To support conversion to and from Bonsai trees, this library provides ToExpression and ToExpressionSlim conversions to go back and forth between the two representations:

// Expression to ExpressionSlim
public static ExpressionSlim ToExpressionSlim(this Expression expression);
public static ExpressionSlim ToExpressionSlim(this Expression expression, IExpressionSlimFactory factory);

// ExpressionSlim to Expression
public static Expression ToExpression(this ExpressionSlim expression);
public static Expression ToExpression(this ExpressionSlim expression, IExpressionFactory factory);
public static Expression ToExpression(this ExpressionSlim expression, IExpressionFactory factory, IReflectionProvider provider);

Conversion from an Expression to an ExpressionSlim involves also mapping object to ObjectSlim, Type to TypeSlim, etc. Management of all reflection conversions is carried out via a so-called TypeSpace which performs a technique called hash consing to map equal instances in the source domain (System.Reflection) to equal instances in the target domain (the Slim counterparts). Furthermore, the conversion can be parameterized on an expression factory which provides a layer of indirection between the conversion and the ExpressionSlim factories.

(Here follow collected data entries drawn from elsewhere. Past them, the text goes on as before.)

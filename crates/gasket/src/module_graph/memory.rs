//! In-memory reference implementation of [`ModuleGraph`]
//!
//! Hosts that precompute their graph into plain data can hand it to the
//! pipeline through this adapter; the conformance suite drives the pipeline
//! through it as well.

use std::path::PathBuf;

use indexmap::IndexMap;
use rustc_hash::FxHasher;

use super::{
    ChunkId, ContextToken, EntryPoint, ExportsInfo, ModuleGraph, ModuleId,
};

type FxIndexMap<K, V> = IndexMap<K, V, std::hash::BuildHasherDefault<FxHasher>>;

#[derive(Debug, Default)]
struct MemoryModule {
    resource_path: Option<PathBuf>,
    /// Fallback source returned for any context token
    default_source: Option<String>,
    /// Context-specific variants, consulted before the fallback
    context_sources: Vec<(ContextToken, String)>,
    exports: ExportsInfo,
}

#[derive(Debug, Default)]
struct MemoryChunk {
    modules: Vec<ModuleId>,
    entry_modules: Vec<ModuleId>,
}

/// Programmable in-memory module graph
#[derive(Debug, Default)]
pub struct MemoryGraph {
    modules: FxIndexMap<ModuleId, MemoryModule>,
    chunks: FxIndexMap<ChunkId, MemoryChunk>,
    entrypoints: Vec<EntryPoint>,
}

impl MemoryGraph {
    pub fn new() -> Self {
        Self::default()
    }

    /// Register a module; `source` becomes the variant returned for every
    /// context token unless a context-specific one is set later
    pub fn add_module(
        &mut self,
        resource_path: Option<impl Into<PathBuf>>,
        source: Option<&str>,
    ) -> ModuleId {
        let id = ModuleId::new(self.modules.len() as u32);
        self.modules.insert(
            id,
            MemoryModule {
                resource_path: resource_path.map(Into::into),
                default_source: source.map(str::to_owned),
                context_sources: Vec::new(),
                exports: ExportsInfo::default(),
            },
        );
        id
    }

    /// Replace a module's export metadata
    pub fn set_exports(&mut self, module: ModuleId, exports: ExportsInfo) {
        if let Some(entry) = self.modules.get_mut(&module) {
            entry.exports = exports;
        }
    }

    /// Register a context-specific generated-source variant
    pub fn set_source_for(&mut self, module: ModuleId, context: ContextToken, source: &str) {
        if let Some(entry) = self.modules.get_mut(&module) {
            entry.context_sources.push((context, source.to_owned()));
        }
    }

    /// Register a chunk with its reachable modules and entry-module subset
    pub fn add_chunk(&mut self, modules: Vec<ModuleId>, entry_modules: Vec<ModuleId>) -> ChunkId {
        let id = ChunkId::new(self.chunks.len() as u32);
        self.chunks.insert(
            id,
            MemoryChunk {
                modules,
                entry_modules,
            },
        );
        id
    }

    /// Declare an entry point over previously registered chunks
    pub fn add_entrypoint(&mut self, name: &str, chunks: Vec<ChunkId>, context: ContextToken) {
        self.entrypoints.push(EntryPoint {
            name: name.to_owned(),
            chunks,
            context,
        });
    }
}

impl ModuleGraph for MemoryGraph {
    fn entrypoints(&self) -> Vec<EntryPoint> {
        self.entrypoints.clone()
    }

    fn chunk_modules(&self, chunk: ChunkId) -> Vec<ModuleId> {
        self.chunks
            .get(&chunk)
            .map(|entry| entry.modules.clone())
            .unwrap_or_default()
    }

    fn chunk_entry_modules(&self, chunk: ChunkId) -> Vec<ModuleId> {
        self.chunks
            .get(&chunk)
            .map(|entry| entry.entry_modules.clone())
            .unwrap_or_default()
    }

    fn exports_info(&self, module: ModuleId) -> ExportsInfo {
        self.modules
            .get(&module)
            .map(|entry| entry.exports.clone())
            .unwrap_or_default()
    }

    fn generated_source(&self, module: ModuleId, context: &ContextToken) -> Option<String> {
        let entry = self.modules.get(&module)?;
        entry
            .context_sources
            .iter()
            .find(|(token, _)| token == context)
            .map(|(_, source)| source.clone())
            .or_else(|| entry.default_source.clone())
    }

    fn resource_path(&self, module: ModuleId) -> Option<PathBuf> {
        self.modules
            .get(&module)
            .and_then(|entry| entry.resource_path.clone())
    }
}
//! Neutralizes loader-runtime artifacts in concatenated module source
//!
//! The upstream bundler leaves loader calls, interop flags, and residual
//! module-system export statements in generated code; none of them can run
//! in a module-less host. Offending lines are replaced by a comment line of
//! the same count, preserving 1:1 line alignment for downstream debugging
//! and source maps. Deleting or mangling lines is deliberately not done.

use indexmap::IndexSet;
use log::{debug, trace};
use once_cell::sync::Lazy;
use regex::Regex;

use crate::module_graph::{ContextToken, ModuleGraph, ModuleId};

/// Host loader-runtime call prefix
pub const LOADER_REQUIRE_PREFIX: &str = "__webpack_require__";
/// Host loader-runtime exports object
pub const LOADER_EXPORTS_PREFIX: &str = "__webpack_exports__";
/// ES-module interop marker
pub const ES_INTEROP_MARKER: &str = "__esModule";

/// Substrings whose presence anywhere on a line condemns the line
const FORBIDDEN_SUBSTRINGS: &[&str] = &[
    LOADER_REQUIRE_PREFIX,
    LOADER_EXPORTS_PREFIX,
    ES_INTEROP_MARKER,
];

/// Replacement emitted in place of a condemned line
const NEUTRALIZED_LINE: &str = "// (removed: bundler loader artifact)";

/// Foreign-module-system export statement at statement position
static EXPORT_STATEMENT_RE: Lazy<Regex> =
    Lazy::new(|| Regex::new(r"^\s*export\b").expect("export statement pattern is valid"));

/// Same check, usable over a whole assembled text
static EXPORT_STATEMENT_ANYWHERE_RE: Lazy<Regex> =
    Lazy::new(|| Regex::new(r"(?m)^\s*export\b").expect("export statement pattern is valid"));

/// Concatenate and sanitize the generated source of the emission set
///
/// Module order is the emission set's own iteration order; a module whose
/// source the host elided contributes nothing.
pub fn sanitize_modules(
    graph: &dyn ModuleGraph,
    emission: &IndexSet<ModuleId>,
    context: &ContextToken,
) -> String {
    let mut combined = String::new();
    for &module in emission {
        match graph.generated_source(module, context) {
            Some(source) => {
                combined.push_str(&sanitize(&source));
                if !combined.ends_with('\n') {
                    combined.push('\n');
                }
            }
            None => {
                debug!("module #{} has no generated source, skipping", module.as_u32());
            }
        }
    }
    combined
}

/// Replace every forbidden line with the neutralized comment, keeping the
/// line count intact
pub fn sanitize(source: &str) -> String {
    let mut replaced = 0_usize;
    let mut sanitized = source
        .lines()
        .map(|line| {
            if line_is_forbidden(line) {
                replaced += 1;
                NEUTRALIZED_LINE
            } else {
                line
            }
        })
        .collect::<Vec<_>>()
        .join("\n");
    if replaced > 0 {
        trace!("neutralized {replaced} loader-runtime line(s)");
    }
    if source.ends_with('\n') {
        sanitized.push('\n');
    }
    sanitized
}

/// Scan an assembled text for any forbidden pattern that survived
pub fn find_forbidden(text: &str) -> Option<String> {
    for pattern in FORBIDDEN_SUBSTRINGS {
        if text.contains(pattern) {
            return Some((*pattern).to_owned());
        }
    }
    if EXPORT_STATEMENT_ANYWHERE_RE.is_match(text) {
        return Some("export statement".to_owned());
    }
    None
}

fn line_is_forbidden(line: &str) -> bool {
    FORBIDDEN_SUBSTRINGS
        .iter()
        .any(|pattern| line.contains(pattern))
        || EXPORT_STATEMENT_RE.is_match(line)
}
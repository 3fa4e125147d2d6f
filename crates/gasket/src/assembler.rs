//! Final artifact text assembly
//!
//! Renders, in order: the namespace initializer, the sanitized module
//! source, and one export-assignment statement per binding. The assembled
//! text is then re-validated against the forbidden-pattern set; a match at
//! that point means sanitization failed and the build must not ship.

use log::debug;
use regex::Regex;

use crate::{
    config::Config,
    error::{BundleError, Result},
    exports::ExportBinding,
    sanitizer,
};

/// Global object every namespace segment hangs off; the target runtimes
/// have no reliable `this` binding at the top level.
const GLOBAL_OBJECT: &str = "globalThis";

/// Assemble the final script text
pub fn assemble(config: &Config, bindings: &[ExportBinding], sanitized: &str) -> Result<String> {
    // Every bound identifier must have a concrete definition in the emitted
    // source; a re-export whose defining module the host elided would
    // otherwise ship as a dangling reference.
    for binding in bindings {
        if !has_runtime_definition(sanitized, &binding.local_name) {
            return Err(BundleError::MissingRuntimeDefinition {
                local_name: binding.local_name.clone(),
            });
        }
    }

    let namespace = config.namespace();
    let mut artifact = render_namespace_initializer(config);
    artifact.push_str(sanitized);
    if !artifact.ends_with('\n') {
        artifact.push('\n');
    }
    for binding in bindings {
        artifact.push_str(&format!(
            "{GLOBAL_OBJECT}.{namespace}.{} = {};\n",
            binding.export_name, binding.local_name
        ));
    }

    // Last-line invariant: nothing forbidden may survive into the artifact.
    if let Some(pattern) = sanitizer::find_forbidden(&artifact) {
        return Err(BundleError::LeakedPattern { pattern });
    }

    debug!(
        "assembled {} byte(s) under namespace {namespace}",
        artifact.len()
    );
    Ok(artifact)
}

/// One `path = path || {};` statement per dotted prefix: creates missing
/// segments, leaves existing ones untouched, idempotent across artifacts
/// sharing a namespace root.
fn render_namespace_initializer(config: &Config) -> String {
    let mut rendered = String::new();
    let mut path = String::from(GLOBAL_OBJECT);
    for segment in config.namespace_segments() {
        path.push('.');
        path.push_str(segment);
        rendered.push_str(&format!("{path} = {path} || {{}};\n"));
    }
    rendered
}

fn definition_pattern(local_name: &str) -> String {
    let escaped = regex::escape(local_name);
    format!(
        r"(?m)^\s*(?:(?:async\s+)?function\*?\s+{escaped}\s*\(|class\s+{escaped}\b|(?:var|let|const)\s+{escaped}\b)"
    )
}

/// Whether the concatenated source defines `local_name` as a function,
/// class, or variable at statement position
fn has_runtime_definition(source: &str, local_name: &str) -> bool {
    Regex::new(&definition_pattern(local_name))
        .map(|pattern| pattern.is_match(source))
        .unwrap_or(false)
}
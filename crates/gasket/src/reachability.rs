//! Emission set collection
//!
//! Decides which modules' generated source must be concatenated into the
//! artifact: the entry module (it may hold top-level side effects unrelated
//! to any export), everything the host's own dead-code elimination kept
//! reachable, and the defining module behind every export binding.

use indexmap::IndexSet;
use log::{debug, trace};
use rustc_hash::FxHashSet;

use crate::{
    entrypoint::ResolvedEntrypoint,
    error::{BundleError, Result},
    exports::ExportBinding,
    module_graph::{ModuleGraph, ModuleId},
};

/// Collect the deduplicated, insertion-ordered set of modules to emit
pub fn collect_emission_set(
    graph: &dyn ModuleGraph,
    entry: &ResolvedEntrypoint,
    bindings: &[ExportBinding],
) -> Result<IndexSet<ModuleId>> {
    let mut emission: IndexSet<ModuleId> = IndexSet::new();
    emission.insert(entry.entry_module);
    emission.extend(entry.reachable.iter().copied());

    for binding in bindings {
        let defining =
            resolve_defining_module(graph, entry.entry_module, &binding.source_export_name)?;
        if emission.insert(defining) {
            trace!(
                "export `{}` pulled module #{} into the emission set",
                binding.export_name,
                defining.as_u32()
            );
        }
    }

    debug!("emission set holds {} module(s)", emission.len());
    Ok(emission)
}

/// Trace re-export chains until the module that actually provides the value
fn resolve_defining_module(
    graph: &dyn ModuleGraph,
    start: ModuleId,
    export_name: &str,
) -> Result<ModuleId> {
    let mut module = start;
    let mut name = export_name.to_owned();
    let mut visited: FxHashSet<(ModuleId, String)> = FxHashSet::default();

    loop {
        if !visited.insert((module, name.clone())) {
            // A cycle in re-export metadata can never terminate at a
            // provider.
            return Err(BundleError::DefiningModuleResolution {
                export_name: export_name.to_owned(),
            });
        }

        let info = graph.exports_info(module);
        let Some(export) = info.get(&name) else {
            return Err(BundleError::DefiningModuleResolution {
                export_name: export_name.to_owned(),
            });
        };

        if export.provided {
            return Ok(module);
        }
        match &export.target {
            Some(target) => {
                if let Some(next_name) = &target.export_name {
                    name = next_name.clone();
                }
                module = target.module;
            }
            None => {
                return Err(BundleError::DefiningModuleResolution {
                    export_name: export_name.to_owned(),
                });
            }
        }
    }
}
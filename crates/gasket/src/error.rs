//! Diagnostic kinds raised by the flattening pipeline
//!
//! Every variant is fatal for the emission that raised it: the transform is
//! deterministic, so nothing is retried and no artifact is written. Messages
//! are written for the person who has to fix the build configuration.

/// Convenience alias used throughout the pipeline
pub type Result<T, E = BundleError> = std::result::Result<T, E>;

/// Fatal diagnostics for a single emission run
#[derive(Debug, thiserror::Error)]
pub enum BundleError {
    /// Invalid construction-time configuration, raised before any graph work
    #[error("invalid configuration: {0}")]
    Configuration(String),

    /// No entry point surfaced a source module
    #[error(
        "no entry point resolved to a source module; declare exactly one entry whose module is a \
         source file"
    )]
    NoEntrypointFound,

    /// More than one entry point surfaced a source module
    #[error(
        "expected exactly one entry point but found {0:?}; keep a single entry in the build \
         configuration"
    )]
    EntrypointCardinality(Vec<String>),

    /// `export *` anywhere reachable, or the graph reports a
    /// non-enumerable export surface
    #[error(
        "wildcard re-export (`export *`) found in {module}; its export surface cannot be \
         enumerated statically, re-export each symbol by name instead"
    )]
    UnsupportedWildcardReexport { module: String },

    /// `export { x as y } from ...` in the entry module
    #[error(
        "aliased re-export `export {{ {original} as {alias} }}` in entry module {module}; the \
         alias has no runtime identifier after bundling, define a local wrapper named `{alias}` \
         instead"
    )]
    UnsupportedAliasedReexport {
        module: String,
        original: String,
        alias: String,
    },

    /// The entry module resolved to an empty binding list
    #[error(
        "entry module of `{entry}` exports no symbols; export at least one function to attach to \
         the namespace"
    )]
    NoExportedSymbols { entry: String },

    /// Export metadata reached a dead end: no re-export target and not
    /// provided locally
    #[error(
        "export metadata for `{export_name}` is inconsistent: no re-export target and no local \
         provider; the host graph supplied an invalid snapshot"
    )]
    DefiningModuleResolution { export_name: String },

    /// A bound export has no definition in the concatenated source
    #[error(
        "exported symbol `{local_name}` has no function, class, or variable definition in the \
         emitted source; anchor its defining module with a side-effect import (e.g. `import \
         \"./module\";`)"
    )]
    MissingRuntimeDefinition { local_name: String },

    /// A forbidden substring survived into the assembled artifact
    #[error(
        "forbidden pattern `{pattern}` leaked into the assembled artifact; sanitization should \
         have neutralized it"
    )]
    LeakedPattern { pattern: String },
}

Conversion from an ExpressionSlim to an Expression is completely symmetric and uses an InvertedTypeSpace to convert slim reflection objects back to their System.Reflection counterparts. This part can be controlled via an IReflectionProvider which can be used to cache expensive reflection operations or to perform binding redirect decisions (e.g. an AssemblySlim's name can be rewritten prior to applying an Assembly.Load to get an Assembly object back) but also to rewrite type names. Finally, an IExpressionFactory is used to construct expressions. For this, an UnsafeExpressionFactory can be used to bypass some of the checks in System.Linq.Expressions (after evaluating the safety implications - invalid trees may result in invalid IL code generation that destabilizes the CLR runtime - versus the performance gains).

A typical diagram of conversions looks as follows:

Expression -> ExpressionSlim -> Bonsai JSON
Bonsai JSON -> ExpressionSlim -> Expression

where additional rewrites can take place in any of the "domains" by leveraging expression visitors.


Types in this library are inherently recursive and support visitors:

  • ExpressionSlim supports an ExpressionSlimVisitor, in a way completely analogous to ExpressionVisitor.
  • TypeSlim supports a TypeSlimVisitor which visits the structure of the type (e.g. List<int[]> will visit List<T>, int[], int).

Generic variants are provided as well, supporting conversions to other types. A concrete example of such uses are the visitors implementing ToCSharp() on both ExpressionSlim and TypeSlim. These methods are used for debugging and diagnostic purposes only and provide a best-effort C#-like string representation of objects such as types and Bonsai expression trees. The implementation of these is done via visitors that convert to string.

Note: The ToCSharpString methods aren't particularly fast or memory-efficient because they rely on string concatenation (rather than using a StringBuilder). These are only provided for diagnostic purposes and provide a sample use of the generic visitors.

Similarly, the implementation of conversions between Slim and non-Slim variants of types is often carried out using generic visitors as well. For example, the conversion from TypeSlim to Type is implemented by means of a TypeSlimVisitor<Type>.